To overcome the issue of inferior cycling stability and rate capacity for SnO₂ anode materials in lithium-ion batteries, an effective strategy is explored to prepare a hybrid material consisting of rutile SnO₂ nanoparticles and rutile TiO₂ nanorods, considering not only the small lattice mismatch to achieve a better composited lattice structure but also their superior synergistic effect in electrochemical performances. The as-prepared SnO₂@TiO₂ material, directly formed on a carbon cloth as a binder-free anode, exhibits a reversible capacity of 700 mAhg^-1 after 100 discharge/charge cycles at 200 mAg^-1, as well as excellent cycling stability and rate capacity. After being calcinated at high temperature, the produced hollow SnO₂@TiO₂ hybrid microtubes were directly used to fabricate photoelectrochemical (PEC) UV detectors for future devices with self-powered function.
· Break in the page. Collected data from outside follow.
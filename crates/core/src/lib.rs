//! Afroman Core - Shared types library.
//!
//! This crate provides common types used across all Afroman app components:
//! - `session` - Entitlement state machine (admin / subscription / guest)
//! - `cart` - Merch cart aggregation
//! - `catalog` - Static video and merchandise data
//! - `cli` - Command-line consumer for local testing
//!
//! # Architecture
//!
//! The core crate contains only types - no I/O, no storage access, no
//! process state. This keeps it lightweight and allows it to be used
//! anywhere.
//!
//! # Modules
//!
//! - [`types`] - Newtype wrappers for type-safe IDs, prices, and codes,
//!   plus the catalog item types

#![cfg_attr(not(test), forbid(unsafe_code))]

pub mod types;

pub use types::*;
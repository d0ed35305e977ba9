//! Session and subscription commands.
//!
//! Each command opens the persisted session state, rehydrates the
//! entitlement manager, performs one operation, and reports the result.
//! Admin login is in-memory only by design, so `login` here only proves
//! the credentials work; it cannot carry over to the next invocation.

use std::path::Path;

use afroman_session::{EntitlementConfig, EntitlementManager, FileStore, Session};

use super::CliError;

const SESSION_FILE: &str = "session.json";

pub fn open_manager(state_dir: &Path) -> Result<EntitlementManager<FileStore>, CliError> {
    let store = FileStore::open(state_dir.join(SESSION_FILE))?;
    Ok(EntitlementManager::with_rehydration(
        EntitlementConfig::builtin(),
        store,
    ))
}

fn flag(value: bool) -> &'static str {
    if value { "yes" } else { "no" }
}

#[allow(clippy::print_stdout)]
fn print_session(session: Session) {
    println!("subscribed:       {}", flag(session.is_subscribed));
    println!("payment pending:  {}", flag(session.payment_pending));
    println!("guest mode:       {}", flag(session.is_guest));
    println!("admin (this run): {}", flag(session.is_admin_logged_in));
}

pub fn status(state_dir: &Path) -> Result<(), CliError> {
    let manager = open_manager(state_dir)?;
    print_session(manager.session());
    Ok(())
}

#[allow(clippy::print_stdout)]
pub fn login(state_dir: &Path, username: &str, password: &str) -> Result<(), CliError> {
    let mut manager = open_manager(state_dir)?;
    if !manager.login(username, password) {
        return Err(CliError::InvalidCredentials);
    }
    println!("admin login ok (admin status lasts for this process only)");
    Ok(())
}

#[allow(clippy::print_stdout)]
pub fn logout(state_dir: &Path) -> Result<(), CliError> {
    let mut manager = open_manager(state_dir)?;
    manager.logout();
    println!("logged out; subscription and pending markers cleared");
    Ok(())
}

#[allow(clippy::print_stdout)]
pub fn guest(state_dir: &Path, enabled: bool) -> Result<(), CliError> {
    let mut manager = open_manager(state_dir)?;
    manager.set_guest_mode(enabled);
    println!("guest mode: {}", flag(enabled));
    Ok(())
}

#[allow(clippy::print_stdout)]
pub fn subscribe(state_dir: &Path) -> Result<(), CliError> {
    let mut manager = open_manager(state_dir)?;

    if manager.session().is_subscribed {
        println!("already subscribed - nothing to do");
        return Ok(());
    }

    let price = manager.config().subscription_price().display();
    let url = manager.begin_checkout().to_owned();
    println!("subscription: {price} one-time payment");
    println!("complete checkout in your browser:");
    println!("  {url}");
    println!();
    println!("afterwards, enter the code you received:");
    println!("  afroman verify <CODE>");
    Ok(())
}

#[allow(clippy::print_stdout)]
pub fn verify(state_dir: &Path, code: &str) -> Result<(), CliError> {
    let mut manager = open_manager(state_dir)?;
    if !manager.verify_payment(code) {
        return Err(CliError::InvalidCode);
    }
    println!("payment verified - subscription active");
    Ok(())
}
//! CLI command implementations.

pub mod cart;
pub mod catalog;
pub mod session;

use thiserror::Error;

/// Errors that can occur while running a CLI command.
#[derive(Debug, Error)]
pub enum CliError {
    /// Session state file could not be opened or read.
    #[error("session storage error: {0}")]
    Storage(#[from] afroman_session::StorageError),

    /// Cart state file could not be read or written.
    #[error("cart file error: {0}")]
    Io(#[from] std::io::Error),

    /// Cart state file is not valid JSON.
    #[error("cart file format error: {0}")]
    Format(#[from] serde_json::Error),

    /// No catalog item with the given identifier.
    #[error("unknown merch item: {0}")]
    UnknownItem(String),

    /// The item exists but is not offered in the given size.
    #[error("item {item} is not offered in size {size}")]
    SizeNotOffered { item: String, size: String },

    /// Admin credentials were rejected.
    #[error("invalid credentials")]
    InvalidCredentials,

    /// Verification code was rejected.
    #[error("invalid verification code")]
    InvalidCode,
}
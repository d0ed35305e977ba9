//! End-to-end subscription journey over file-backed storage.
//!
//! Each "launch" builds a fresh `EntitlementManager` over the same state
//! file, the way the app rehydrates its session on startup.

#![allow(clippy::unwrap_used)]

use std::path::Path;

use afroman_core::VideoId;
use afroman_session::{EntitlementConfig, EntitlementManager, FileStore};

fn launch(state_dir: &Path) -> EntitlementManager<FileStore> {
    let store = FileStore::open(state_dir.join("session.json")).unwrap();
    EntitlementManager::with_rehydration(EntitlementConfig::builtin(), store)
}

#[test]
fn guest_to_subscriber_journey_survives_restarts() {
    let dir = tempfile::tempdir().unwrap();
    let premium = afroman_core::Video {
        id: VideoId::new("p1"),
        title: "Exclusive Session".to_owned(),
        description: String::new(),
        thumbnail_url: String::new(),
        video_url: String::new(),
        is_free: false,
        duration: None,
    };

    // Launch 1: browse as guest, start checkout, fail a code.
    {
        let mut app = launch(dir.path());
        app.set_guest_mode(true);
        assert!(!app.can_watch(&premium));

        let url = app.begin_checkout().to_owned();
        assert!(url.starts_with("https://buy.stripe.com/"));
        assert!(app.session().payment_pending);

        assert!(!app.verify_payment("not-a-code"));
        assert!(app.session().payment_pending);
        assert!(!app.session().is_subscribed);
    }

    // Launch 2: pending marker survived; guest mode did not (in-memory only).
    {
        let mut app = launch(dir.path());
        let session = app.session();
        assert!(session.payment_pending);
        assert!(!session.is_guest);
        assert!(!session.is_subscribed);

        assert!(app.verify_payment(" premium2025 "));
        let session = app.session();
        assert!(session.is_subscribed);
        assert!(!session.payment_pending);
        assert!(app.can_watch(&premium));
    }

    // Launch 3: subscription survived; admin never does.
    {
        let mut app = launch(dir.path());
        assert!(app.session().is_subscribed);
        assert!(!app.session().is_admin_logged_in);

        // Every free catalog video is watchable regardless.
        for video in afroman_catalog::free_videos() {
            assert!(app.can_watch(video));
        }

        app.logout();
    }

    // Launch 4: logout wiped the persisted markers.
    {
        let app = launch(dir.path());
        let session = app.session();
        assert!(!session.is_subscribed);
        assert!(!session.payment_pending);
    }
}

#[test]
fn admin_login_coexists_with_subscription() {
    let dir = tempfile::tempdir().unwrap();
    let mut app = launch(dir.path());

    assert!(!app.login("admin", "wrong"));
    assert!(app.login("admin", "afroman2025"));
    assert!(app.verify_payment("AFROMAN2025"));
    app.set_guest_mode(true);

    // No mutual exclusion between the flags.
    let session = app.session();
    assert!(session.is_admin_logged_in);
    assert!(session.is_subscribed);
    assert!(session.is_guest);
}
//! Afroman Cart - Merch cart aggregation.
//!
//! A [`Cart`] is an ordered sequence of [`CartLine`]s keyed by
//! `(merch item, size)`. Adding the same pair twice merges into one line
//! with a higher quantity rather than appending a duplicate. Totals use
//! decimal arithmetic so repeated additions never drift from the 2-decimal
//! currency display.
//!
//! The cart exclusively owns its lines; a single logical actor mutates it
//! in response to discrete UI events, so there is no locking.

#![cfg_attr(not(test), forbid(unsafe_code))]

use rust_decimal::Decimal;
use serde::{Deserialize, Serialize};
use tracing::debug;

use afroman_core::{MerchItem, MerchItemId};

/// One aggregated `(item, size)` entry with a quantity.
///
/// Distinct from individual add events: three taps on "add M black tee"
/// produce one line with quantity 3.
#[derive(Debug, Clone, PartialEq, Eq, Serialize, Deserialize)]
pub struct CartLine {
    pub item: MerchItem,
    pub size: String,
    /// Always >= 1; a line driven to 0 is removed instead.
    pub quantity: u32,
}

impl CartLine {
    /// The line subtotal (`unit price * quantity`).
    #[must_use]
    pub fn subtotal(&self) -> Decimal {
        self.item.price.times(self.quantity)
    }

    fn matches(&self, item_id: &MerchItemId, size: &str) -> bool {
        self.item.id == *item_id && self.size == size
    }
}

/// The cart: insertion-ordered cart lines with merge-by-key adds.
#[derive(Debug, Clone, Default, PartialEq, Eq, Serialize, Deserialize)]
pub struct Cart {
    lines: Vec<CartLine>,
}

impl Cart {
    /// Create an empty cart.
    #[must_use]
    pub const fn new() -> Self {
        Self { lines: Vec::new() }
    }

    /// Add one unit of `(item, size)`.
    ///
    /// Increments the existing line for that exact pair, or appends a new
    /// line with quantity 1. The size is caller-supplied and not validated
    /// against `item.sizes` here; that is a UI concern before the call
    /// (see [`MerchItem::offers_size`]).
    pub fn add(&mut self, item: MerchItem, size: impl Into<String>) {
        let size = size.into();
        if let Some(line) = self
            .lines
            .iter_mut()
            .find(|line| line.matches(&item.id, &size))
        {
            line.quantity += 1;
            debug!(item = %item.id, size, quantity = line.quantity, "cart line incremented");
        } else {
            debug!(item = %item.id, size, "cart line added");
            self.lines.push(CartLine {
                item,
                size,
                quantity: 1,
            });
        }
    }

    /// Remove the line exactly matching `(item_id, size)`, if present.
    pub fn remove(&mut self, item_id: &MerchItemId, size: &str) {
        self.lines.retain(|line| !line.matches(item_id, size));
    }

    /// Set the matching line's quantity to an absolute value.
    ///
    /// A quantity of 0 removes the line. If no line matches, nothing
    /// happens.
    pub fn set_quantity(&mut self, item_id: &MerchItemId, size: &str, quantity: u32) {
        if quantity == 0 {
            self.remove(item_id, size);
            return;
        }

        if let Some(line) = self
            .lines
            .iter_mut()
            .find(|line| line.matches(item_id, size))
        {
            line.quantity = quantity;
        }
    }

    /// Empty the cart.
    pub fn clear(&mut self) {
        self.lines.clear();
    }

    /// Sum of `unit price * quantity` over all lines, in exact decimal
    /// arithmetic.
    #[must_use]
    pub fn total_price(&self) -> Decimal {
        self.lines.iter().map(CartLine::subtotal).sum()
    }

    /// Sum of all line quantities (badge counter).
    #[must_use]
    pub fn total_items(&self) -> u32 {
        self.lines.iter().map(|line| line.quantity).sum()
    }

    /// The lines in insertion order, for stable display.
    #[must_use]
    pub fn lines(&self) -> &[CartLine] {
        &self.lines
    }

    /// Number of distinct lines (not units).
    #[must_use]
    pub fn len(&self) -> usize {
        self.lines.len()
    }

    /// Whether the cart holds no lines.
    #[must_use]
    pub fn is_empty(&self) -> bool {
        self.lines.is_empty()
    }
}
//! Video catalog item type.

use serde::{Deserialize, Serialize};

use crate::VideoId;

/// An immutable catalog video.
///
/// The catalog is partitioned into free and premium subsets; `is_free`
/// carries that partition on the item itself so access checks don't need
/// to know which list an item came from.
#[derive(Debug, Clone, PartialEq, Eq, Serialize, Deserialize)]
pub struct Video {
    pub id: VideoId,
    pub title: String,
    pub description: String,
    pub thumbnail_url: String,
    pub video_url: String,
    pub is_free: bool,
    /// Display duration label (e.g. "3:18"), when known.
    pub duration: Option<String>,
}

#[cfg(test)]
#[allow(clippy::unwrap_used)]
mod tests {
    use super::*;

    fn sample() -> Video {
        Video {
            id: VideoId::new("1"),
            title: "Because I Got High".to_owned(),
            description: "Official Music Video".to_owned(),
            thumbnail_url: "https://example.com/thumb.jpg".to_owned(),
            video_url: "https://example.com/video".to_owned(),
            is_free: true,
            duration: Some("3:18".to_owned()),
        }
    }

    #[test]
    fn test_video_serde_round_trip() {
        let video = sample();
        let json = serde_json::to_string(&video).unwrap();
        let back: Video = serde_json::from_str(&json).unwrap();
        assert_eq!(back, video);
    }

    #[test]
    fn test_duration_optional() {
        let json = r#"{
            "id": "9",
            "title": "Untitled",
            "description": "",
            "thumbnail_url": "",
            "video_url": "",
            "is_free": false
        }"#;
        let video: Video = serde_json::from_str(json).unwrap();
        assert!(video.duration.is_none());
        assert!(!video.is_free);
    }
}
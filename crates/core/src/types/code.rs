//! Payment verification code type.

use core::fmt;

use serde::{Deserialize, Serialize};

/// Errors that can occur when parsing a [`VerificationCode`].
#[derive(thiserror::Error, Debug, Clone)]
pub enum CodeError {
    /// The input string is empty (or only whitespace).
    #[error("verification code cannot be empty")]
    Empty,
}

/// A normalized payment verification code.
///
/// Codes are entered by hand after an external checkout, so parsing is
/// forgiving: surrounding whitespace is stripped and the code is
/// upper-cased. Whether a code is *valid* is decided by the entitlement
/// allowlist, not by this type.
///
/// ```
/// use afroman_core::VerificationCode;
///
/// let code = VerificationCode::parse(" afroman2025 ").unwrap();
/// assert_eq!(code.as_str(), "AFROMAN2025");
///
/// assert!(VerificationCode::parse("   ").is_err());
/// ```
#[derive(Debug, Clone, Serialize, Deserialize, PartialEq, Eq, Hash)]
#[serde(transparent)]
pub struct VerificationCode(String);

impl VerificationCode {
    /// Parse a `VerificationCode` from user input.
    ///
    /// # Errors
    ///
    /// Returns [`CodeError::Empty`] if the input is empty after trimming.
    pub fn parse(s: &str) -> Result<Self, CodeError> {
        let normalized = s.trim().to_uppercase();
        if normalized.is_empty() {
            return Err(CodeError::Empty);
        }
        Ok(Self(normalized))
    }

    /// Returns the normalized code as a string slice.
    #[must_use]
    pub fn as_str(&self) -> &str {
        &self.0
    }

    /// Consumes the code and returns its inner string.
    #[must_use]
    pub fn into_inner(self) -> String {
        self.0
    }
}

impl fmt::Display for VerificationCode {
    fn fmt(&self, f: &mut fmt::Formatter<'_>) -> fmt::Result {
        write!(f, "{}", self.0)
    }
}

#[cfg(test)]
#[allow(clippy::unwrap_used)]
mod tests {
    use super::*;

    #[test]
    fn test_parse_normalizes_case_and_whitespace() {
        let code = VerificationCode::parse("  premium2025\n").unwrap();
        assert_eq!(code.as_str(), "PREMIUM2025");
    }

    #[test]
    fn test_parse_already_normalized() {
        let code = VerificationCode::parse("EXCLUSIVE2025").unwrap();
        assert_eq!(code.as_str(), "EXCLUSIVE2025");
    }

    #[test]
    fn test_parse_empty_fails() {
        assert!(VerificationCode::parse("").is_err());
        assert!(VerificationCode::parse(" \t ").is_err());
    }
}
A high photocurrent response of 0.1 mAcm^-2 was observed, together with an excellent selfpowered and fast response and "visible blind" characteristics. Such a hybrid material could achieve a complementary effect in lithium-ion batteries and a superior band gap match in photovoltaic devices, and could consequently be extended to applications such as dye-sensitized solar cells and supercapacitors.